(Stored data)
################

use chrono::{DateTime, Duration, NaiveDate, NaiveDateTime, NaiveTime, TimeZone, Timelike, Utc};
use chrono_tz::Tz;
use thiserror::Error;

const DATE_FORMAT: &str = "%Y-%m-%d";
const TIME_FORMAT: &str = "%H:%M";

#[derive(Debug, Error, Clone, PartialEq, Eq)]
pub enum CivilTimeError {
    #[error("unknown timezone '{0}'")]
    UnknownTimezone(String),
    #[error("invalid date '{0}' (expected YYYY-MM-DD)")]
    InvalidDate(String),
    #[error("invalid time '{0}' (expected HH:MM)")]
    InvalidTime(String),
    #[error("local time {0} does not exist in {1}")]
    Unrepresentable(String, String),
}

/// Parses an IANA timezone name such as `Europe/London`.
pub fn parse_timezone(name: &str) -> Result<Tz, CivilTimeError> {
    name.trim()
        .parse::<Tz>()
        .map_err(|_| CivilTimeError::UnknownTimezone(name.to_string()))
}

/// Calendar date of `instant` as observed in `tz`, formatted `YYYY-MM-DD`.
pub fn to_civil_date(instant: DateTime<Utc>, tz: Tz) -> String {
    instant.with_timezone(&tz).format(DATE_FORMAT).to_string()
}

/// Clock time of `instant` in `tz` as `HH:MM`.
///
/// Local midnight is reported as an empty string: dates entered without a
/// time are stored at midnight, and `combine` maps an empty time back to
/// midnight, so the pair round-trips.
pub fn to_civil_time(instant: DateTime<Utc>, tz: Tz) -> String {
    let local = instant.with_timezone(&tz);
    if local.hour() == 0 && local.minute() == 0 {
        String::new()
    } else {
        local.format(TIME_FORMAT).to_string()
    }
}

/// Local midnight of `date` in `tz`.
pub fn from_civil_date(date: &str, tz: Tz) -> Result<DateTime<Utc>, CivilTimeError> {
    let day = parse_date(date)?;
    resolve_local(day.and_time(NaiveTime::MIN), tz)
}

/// Joins a civil date and an optional civil time into one instant.
/// An empty `time` falls back to local midnight.
pub fn combine(date: &str, time: &str, tz: Tz) -> Result<DateTime<Utc>, CivilTimeError> {
    let day = parse_date(date)?;
    let clock = if time.trim().is_empty() {
        NaiveTime::MIN
    } else {
        parse_time(time)?
    };
    resolve_local(day.and_time(clock), tz)
}

/// Returns true when `date` is empty or a well-formed `YYYY-MM-DD` date.
pub fn is_valid_date_input(date: &str) -> bool {
    date.trim().is_empty() || parse_date(date).is_ok()
}

/// Returns true when `time` is empty or a well-formed `HH:MM` time.
pub fn is_valid_time_input(time: &str) -> bool {
    time.trim().is_empty() || parse_time(time).is_ok()
}

fn parse_date(date: &str) -> Result<NaiveDate, CivilTimeError> {
    NaiveDate::parse_from_str(date.trim(), DATE_FORMAT)
        .map_err(|_| CivilTimeError::InvalidDate(date.to_string()))
}

fn parse_time(time: &str) -> Result<NaiveTime, CivilTimeError> {
    let trimmed = time.trim();
    NaiveTime::parse_from_str(trimmed, TIME_FORMAT)
        .or_else(|_| NaiveTime::parse_from_str(trimmed, "%H:%M:%S"))
        .map_err(|_| CivilTimeError::InvalidTime(time.to_string()))
}

/// Ambiguous wall-clock times (autumn fall-back) take the earlier instant.
/// Times inside a spring-forward gap move forward by the gap.
fn resolve_local(naive: NaiveDateTime, tz: Tz) -> Result<DateTime<Utc>, CivilTimeError> {
    if let Some(local) = tz.from_local_datetime(&naive).earliest() {
        return Ok(local.with_timezone(&Utc));
    }
    tz.from_local_datetime(&(naive + Duration::hours(1)))
        .earliest()
        .map(|local| local.with_timezone(&Utc))
        .ok_or_else(|| CivilTimeError::Unrepresentable(naive.to_string(), tz.name().to_string()))
}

################

In the entries, find every line holding "NaiveDateTime" and copy it.

use chrono::{DateTime, Duration, NaiveDate, NaiveDateTime, NaiveTime, TimeZone, Timelike, Utc};
fn resolve_local(naive: NaiveDateTime, tz: Tz) -> Result<DateTime<Utc>, CivilTimeError> {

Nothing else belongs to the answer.